We all agree that in recent years, AI has taken the world by storm. With tools like ChatGPT and platforms developed by OpenAI leading the charge — AI is being used in many industries to make work easier, provide helpful insights, and boost productivity. According to The State of AI 2023 by McKinsey, AI adoption has increased by over 60% in the past year alone, with businesses using AI to stay ahead and innovate!
Given how AI is making a significant impact across industries, it makes sense to ask — why not use AI in managing Kubernetes?
Kubernetes is one of the most widely adopted open-source container orchestration platforms. Its powerful features make it a top choice for automating the deployment, scaling, and management of containerized applications. However, as Kubernetes environments grow larger, they can become complex and difficult to manage. Troubleshooting issues at scale can be particularly challenging.
This is where AI can make a big difference! By adding AI to the Kubernetes workflow, we can make the management process smarter and more efficient. AI can help diagnose and resolve issues quickly, automate routine tasks, and provide insights that enhance decision-making.
Building upon this narrative, in this blog we’ll explore k8sGPT — a powerful tool that brings the capabilities of AI to change the way you manage Kubernetes, making it easier to solve problems, make decisions, and keep things running smoothly.
Introducing K8sGPT - Kubernetes Troubleshooting with AI #
K8sGPT is a tool for scanning your kubernetes clusters, diagnosing and triaging issues in simple english. It has SRE experience codified into its analyzers and helps to pull out the most relevant information to enrich it with AI.
K8sGPT is a CNCF sandbox project designed to simplify Kubernetes management using AI and natural language processing. It integrates with various AI backends, such as OpenAI, Azure OpenAI, and Google Gemini, to provide clear and actionable insights into your Kubernetes environment. These insights are presented in a user-friendly format, making them easy to understand and act upon.
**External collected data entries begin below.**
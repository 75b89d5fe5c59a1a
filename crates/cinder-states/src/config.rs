//! Configuration for the states cache.

use std::time::Duration;

/// Configuration for the states cache store.
#[derive(Debug, Clone)]
pub struct StatesConfig {
    /// Address of the remote cache service (`host:port`). When unset the
    /// cache runs against a process-local store.
    pub endpoint: Option<String>,
    /// Maximum retries per operation against the remote service.
    pub retries: u32,
    /// Upper bound of the randomized pause between retries.
    pub jitter: Duration,
}

impl Default for StatesConfig {
    fn default() -> Self {
        Self {
            endpoint: None,
            retries: 2,
            jitter: Duration::from_millis(10),
        }
    }
}

impl StatesConfig {
    /// Create a config pointing at a remote cache service.
    pub fn new(endpoint: impl Into<String>) -> Self {
        Self {
            endpoint: Some(endpoint.into()),
            ..Default::default()
        }
    }

    /// Set the retry bound.
    pub fn with_retries(mut self, retries: u32) -> Self {
        self.retries = retries;
        self
    }

    /// Set the jitter window.
    pub fn with_jitter(mut self, jitter: Duration) -> Self {
        self.jitter = jitter;
        self
    }
}
//! Unit registries
//!
//! Applications collect their migrations and seeders into registries while
//! the application boots, then hand the registries to [`Migrator`] and
//! [`SeederManager`]. Registries are ordinary values owned by the composition
//! root; nothing is registered through global state.
//!
//! [`Migrator`]: crate::migrations::Migrator
//! [`SeederManager`]: crate::seeding::SeederManager

use std::sync::{Arc, RwLock, RwLockReadGuard, RwLockWriteGuard};

use crate::migrations::Migration;
use crate::seeding::Seeder;

/// Registry of migration units
pub type MigrationRegistry = Registry<Arc<dyn Migration>>;

/// Registry of seed units
pub type SeederRegistry = Registry<Arc<dyn Seeder>>;

/// Append-only, ordered list of registered units
///
/// Registration is not idempotent: registering the same identity twice keeps
/// both entries, and the consumer reports the duplicate when it is built.
pub struct Registry<T> {
    units: RwLock<Vec<T>>,
}

impl<T: Clone> Registry<T> {
    pub fn new() -> Self {
        Self {
            units: RwLock::new(Vec::new()),
        }
    }

    /// Append a unit, keeping registration order
    pub fn register(&self, unit: T) -> &Self {
        self.write().push(unit);
        self
    }

    /// Snapshot of every registered unit, in registration order
    pub fn all(&self) -> Vec<T> {
        self.read().clone()
    }

    /// Remove every registered unit
    pub fn clear(&self) {
        self.write().clear();
    }

    pub fn len(&self) -> usize {
        self.read().len()
    }

    pub fn is_empty(&self) -> bool {
        self.read().is_empty()
    }

    // Writers only push or clear, so a poisoned Vec is still consistent
    fn read(&self) -> RwLockReadGuard<'_, Vec<T>> {
        self.units.read().unwrap_or_else(|poisoned| poisoned.into_inner())
    }

    fn write(&self) -> RwLockWriteGuard<'_, Vec<T>> {
        self.units.write().unwrap_or_else(|poisoned| poisoned.into_inner())
    }
}

impl<T: Clone> Default for Registry<T> {
    fn default() -> Self {
        Self::new()
    }
}

impl<T: Clone> FromIterator<T> for Registry<T> {
    fn from_iter<I: IntoIterator<Item = T>>(iter: I) -> Self {
        Self {
            units: RwLock::new(iter.into_iter().collect()),
        }
    }
}

impl<T: Clone> std::fmt::Debug for Registry<T> {
    fn fmt(&self, f: &mut std::fmt::Formatter<'_>) -> std::fmt::Result {
        f.debug_struct("Registry").field("len", &self.len()).finish()
    }
}
//! Migration Rollback - Handles rolling back applied migrations
//!
//! Reverts the most recently applied migrations, newest first, each in its
//! own transaction together with the removal of its ledger row.

use crate::error::{DatabaseError, DatabaseResult};

use super::definitions::{MigrationRecord, RollbackCount, RollbackResult};
use super::runner::{abort, Migrator};

impl Migrator {
    /// Roll back the `count` most recently applied migrations
    ///
    /// Stops at the first failure. Migrations reverted before the failure stay
    /// reverted.
    pub async fn rollback_migrations(&self, count: RollbackCount) -> DatabaseResult<RollbackResult> {
        let start_time = std::time::Instant::now();

        if let RollbackCount::Steps(n) = count {
            RollbackCount::steps(n)?;
        }

        self.ledger().ensure_table(self.pool()).await?;

        let targets = self.rollback_targets(count).await?;
        if targets.is_empty() {
            tracing::info!("Nothing to roll back");
            return Ok(RollbackResult {
                execution_time_ms: start_time.elapsed().as_millis(),
                ..RollbackResult::default()
            });
        }

        tracing::info!(count = targets.len(), "Rolling back migrations");

        let mut rolled_back_migrations = Vec::with_capacity(targets.len());
        for record in &targets {
            self.revert_migration(record).await?;
            rolled_back_migrations.push(record.version.clone());
        }

        Ok(RollbackResult {
            rolled_back_count: rolled_back_migrations.len(),
            rolled_back_migrations,
            execution_time_ms: start_time.elapsed().as_millis(),
        })
    }

    /// Ledger rows to revert, most recently applied first
    async fn rollback_targets(&self, count: RollbackCount) -> DatabaseResult<Vec<MigrationRecord>> {
        let mut applied = self.ledger().applied(self.pool()).await?;
        applied.reverse();

        if let Some(limit) = count.limit() {
            applied.truncate(limit);
        }
        Ok(applied)
    }

    /// Revert a single migration and remove its record, in one transaction
    async fn revert_migration(&self, record: &MigrationRecord) -> DatabaseResult<()> {
        let version = record.version.as_str();

        let migration = self.find(version).ok_or_else(|| {
            tracing::error!(version, "Cannot roll back a migration that is not registered");
            DatabaseError::UnregisteredMigration(version.to_string())
        })?;

        tracing::info!(version, description = migration.description(), "Rolling back migration");

        let mut tx = self.pool().begin_transaction().await.map_err(|e| {
            tracing::error!(version, error = %e, "Failed to start rollback transaction");
            DatabaseError::execution(version, e)
        })?;

        if let Err(e) = migration.down(tx.as_mut()).await {
            let err = DatabaseError::execution(version, e);
            return Err(abort(tx, err).await);
        }

        if let Err(e) = self.ledger().remove(tx.as_mut(), version).await {
            return Err(abort(tx, e).await);
        }

        tx.commit().await.map_err(|e| {
            let err = DatabaseError::Ledger(format!("Failed to commit rollback of {}: {}", version, e));
            tracing::error!(version, error = %err, "Rollback failed");
            err
        })?;

        tracing::info!(version, "Rolled back");
        Ok(())
    }
}
//! SQLite Backend Implementation
//!
//! SQLite implementation of the database backend traits over sqlx. An
//! in-memory database lives as long as its connection, so `:memory:` URLs get
//! a pool of exactly one connection that is never recycled.

use std::str::FromStr;
use std::sync::{Arc, Mutex};
use async_trait::async_trait;
use sqlx::sqlite::{SqliteArguments, SqliteConnectOptions, SqlitePoolOptions, SqliteRow};
use sqlx::{Column, Pool, Row, Sqlite, TypeInfo, ValueRef};
use crate::error::{DatabaseError, DatabaseResult};
use super::core::*;

/// SQLite connection pool implementation
#[derive(Clone)]
pub struct SqlitePool {
    pool: Arc<Pool<Sqlite>>,
}

impl SqlitePool {
    pub fn new(pool: Arc<Pool<Sqlite>>) -> Self {
        Self { pool }
    }

    /// Connect a new pool to the given database URL, creating the file if needed
    pub async fn connect(database_url: &str, max_connections: u32) -> DatabaseResult<Self> {
        let options = SqliteConnectOptions::from_str(database_url)
            .map_err(|e| DatabaseError::Connection(format!("Invalid SQLite URL: {}", e)))?
            .create_if_missing(true);

        let mut pool_options = SqlitePoolOptions::new().max_connections(max_connections);
        if database_url.contains(":memory:") || database_url.contains("mode=memory") {
            pool_options = pool_options
                .max_connections(1)
                .min_connections(1)
                .idle_timeout(None)
                .max_lifetime(None);
        }

        let pool = pool_options
            .connect_with(options)
            .await
            .map_err(|e| DatabaseError::Connection(format!("Failed to create SQLite pool: {}", e)))?;

        tracing::debug!(url = database_url, "Connected SQLite pool");
        Ok(Self::new(Arc::new(pool)))
    }

    /// A private, empty in-memory database
    pub async fn in_memory() -> DatabaseResult<Self> {
        Self::connect("sqlite::memory:", 1).await
    }
}

#[async_trait]
impl DatabasePool for SqlitePool {
    async fn begin_transaction(&self) -> DatabaseResult<Box<dyn DatabaseTransaction>> {
        let tx = self.pool.begin()
            .await
            .map_err(|e| DatabaseError::Transaction(format!("Failed to begin transaction: {}", e)))?;

        Ok(Box::new(SqliteTransaction::new(tx)))
    }

    async fn execute(&self, sql: &str, params: &[DatabaseValue]) -> DatabaseResult<u64> {
        let result = bind_all(sqlx::query(sql), params)
            .execute(&*self.pool)
            .await
            .map_err(|e| DatabaseError::Query(format!("Query execution failed: {}", e)))?;

        Ok(result.rows_affected())
    }

    async fn fetch_all(&self, sql: &str, params: &[DatabaseValue]) -> DatabaseResult<Vec<Box<dyn DatabaseRow>>> {
        let rows = bind_all(sqlx::query(sql), params)
            .fetch_all(&*self.pool)
            .await
            .map_err(|e| DatabaseError::Query(format!("Query fetch failed: {}", e)))?;

        Ok(rows.into_iter().map(|row| Box::new(SqliteDatabaseRow::new(row)) as Box<dyn DatabaseRow>).collect())
    }

    fn sql_dialect(&self) -> SqlDialect {
        SqlDialect::SQLite
    }
}

/// SQLite transaction implementation
pub struct SqliteTransaction {
    // sqlx's SQLite transaction is Send but not Sync; every access goes through
    // `&mut self`, so the mutex is only ever reached via `get_mut`/`into_inner`.
    tx: Mutex<Option<sqlx::Transaction<'static, Sqlite>>>,
}

impl SqliteTransaction {
    pub fn new(tx: sqlx::Transaction<'static, Sqlite>) -> Self {
        Self { tx: Mutex::new(Some(tx)) }
    }

    fn active(&mut self) -> DatabaseResult<&mut sqlx::Transaction<'static, Sqlite>> {
        self.tx.get_mut().unwrap_or_else(|e| e.into_inner()).as_mut().ok_or_else(|| DatabaseError::Transaction("Transaction already completed".to_string()))
    }
}

#[async_trait]
impl DatabaseTransaction for SqliteTransaction {
    async fn execute(&mut self, sql: &str, params: &[DatabaseValue]) -> DatabaseResult<u64> {
        let tx = self.active()?;

        let result = bind_all(sqlx::query(sql), params)
            .execute(&mut **tx)
            .await
            .map_err(|e| DatabaseError::Query(format!("Query execution failed: {}", e)))?;

        Ok(result.rows_affected())
    }

    async fn fetch_all(&mut self, sql: &str, params: &[DatabaseValue]) -> DatabaseResult<Vec<Box<dyn DatabaseRow>>> {
        let tx = self.active()?;

        let rows = bind_all(sqlx::query(sql), params)
            .fetch_all(&mut **tx)
            .await
            .map_err(|e| DatabaseError::Query(format!("Query fetch failed: {}", e)))?;

        Ok(rows.into_iter().map(|row| Box::new(SqliteDatabaseRow::new(row)) as Box<dyn DatabaseRow>).collect())
    }

    async fn commit(mut self: Box<Self>) -> DatabaseResult<()> {
        let tx = self.tx.get_mut().unwrap_or_else(|e| e.into_inner()).take().ok_or_else(|| DatabaseError::Transaction("Transaction already completed".to_string()))?;

        tx.commit()
            .await
            .map_err(|e| DatabaseError::Transaction(format!("Transaction commit failed: {}", e)))
    }

    async fn rollback(mut self: Box<Self>) -> DatabaseResult<()> {
        let tx = self.tx.get_mut().unwrap_or_else(|e| e.into_inner()).take().ok_or_else(|| DatabaseError::Transaction("Transaction already completed".to_string()))?;

        tx.rollback()
            .await
            .map_err(|e| DatabaseError::Transaction(format!("Transaction rollback failed: {}", e)))
    }
}

/// SQLite row implementation
pub struct SqliteDatabaseRow {
    row: SqliteRow,
}

impl SqliteDatabaseRow {
    pub fn new(row: SqliteRow) -> Self {
        Self { row }
    }
}

impl DatabaseRow for SqliteDatabaseRow {
    fn get_by_name(&self, name: &str) -> DatabaseResult<DatabaseValue> {
        let index = self.row.columns().iter().position(|col| col.name() == name)
            .ok_or_else(|| DatabaseError::Query(format!("Column '{}' not found", name)))?;

        sqlite_value_to_database_value(&self.row, index)
    }

    fn column_names(&self) -> Vec<String> {
        self.row.columns().iter().map(|col| col.name().to_string()).collect()
    }
}

fn bind_all<'a>(
    mut query: sqlx::query::Query<'a, Sqlite, SqliteArguments<'a>>,
    params: &[DatabaseValue],
) -> sqlx::query::Query<'a, Sqlite, SqliteArguments<'a>> {
    for param in params {
        query = bind_database_value(query, param);
    }
    query
}

/// Bind a DatabaseValue to a sqlx query
fn bind_database_value<'a>(
    query: sqlx::query::Query<'a, Sqlite, SqliteArguments<'a>>,
    value: &DatabaseValue,
) -> sqlx::query::Query<'a, Sqlite, SqliteArguments<'a>> {
    match value {
        DatabaseValue::Null => query.bind(Option::<String>::None),
        DatabaseValue::Bool(b) => query.bind(*b),
        DatabaseValue::Int32(i) => query.bind(*i),
        DatabaseValue::Int64(i) => query.bind(*i),
        DatabaseValue::Float64(f) => query.bind(*f),
        DatabaseValue::String(s) => query.bind(s.clone()),
        DatabaseValue::DateTime(dt) => query.bind(*dt),
        DatabaseValue::Json(j) => query.bind(j.to_string()),
    }
}

/// Convert a SQLite value to DatabaseValue by its storage class
fn sqlite_value_to_database_value(row: &SqliteRow, index: usize) -> DatabaseResult<DatabaseValue> {
    let raw = row.try_get_raw(index)
        .map_err(|e| DatabaseError::Query(format!("Failed to read column {}: {}", index, e)))?;
    if raw.is_null() {
        return Ok(DatabaseValue::Null);
    }

    let type_name = raw.type_info().name().to_string();
    let value = match type_name.as_str() {
        "INTEGER" | "BOOLEAN" => DatabaseValue::Int64(row.try_get(index)?),
        "REAL" => DatabaseValue::Float64(row.try_get(index)?),
        "BLOB" => {
            let bytes: Vec<u8> = row.try_get(index)?;
            DatabaseValue::String(String::from_utf8_lossy(&bytes).into_owned())
        }
        _ => {
            let value: String = row.try_get(index).map_err(|e| {
                DatabaseError::Query(format!("Failed to get value as string for type '{}': {}", type_name, e))
            })?;
            DatabaseValue::String(value)
        }
    };

    Ok(value)
}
Some of its key features include:
Cluster Scanning - Automatically checks your Kubernetes clusters to find any issues.
Issue Diagnosis - Quickly identifies problems and explains them in simple language.
Actionable Advice - Gives practical tips on how to fix issues.
Anonymization - Protects sensitive data by hiding it during analysis.
Extensibility - Allows you to add custom analyzers to meet your specific needs.
These features make K8sGPT a valuable tool for anyone managing Kubernetes environments. It helps you find and fix problems faster, automate routine tasks, and make better decisions. In the next sections, we'll see how these features work through practical demos and real-world examples.
In the upcoming sections where we discuss different functionalities of K8sGPT, we’ll mainly focus on using the CLI.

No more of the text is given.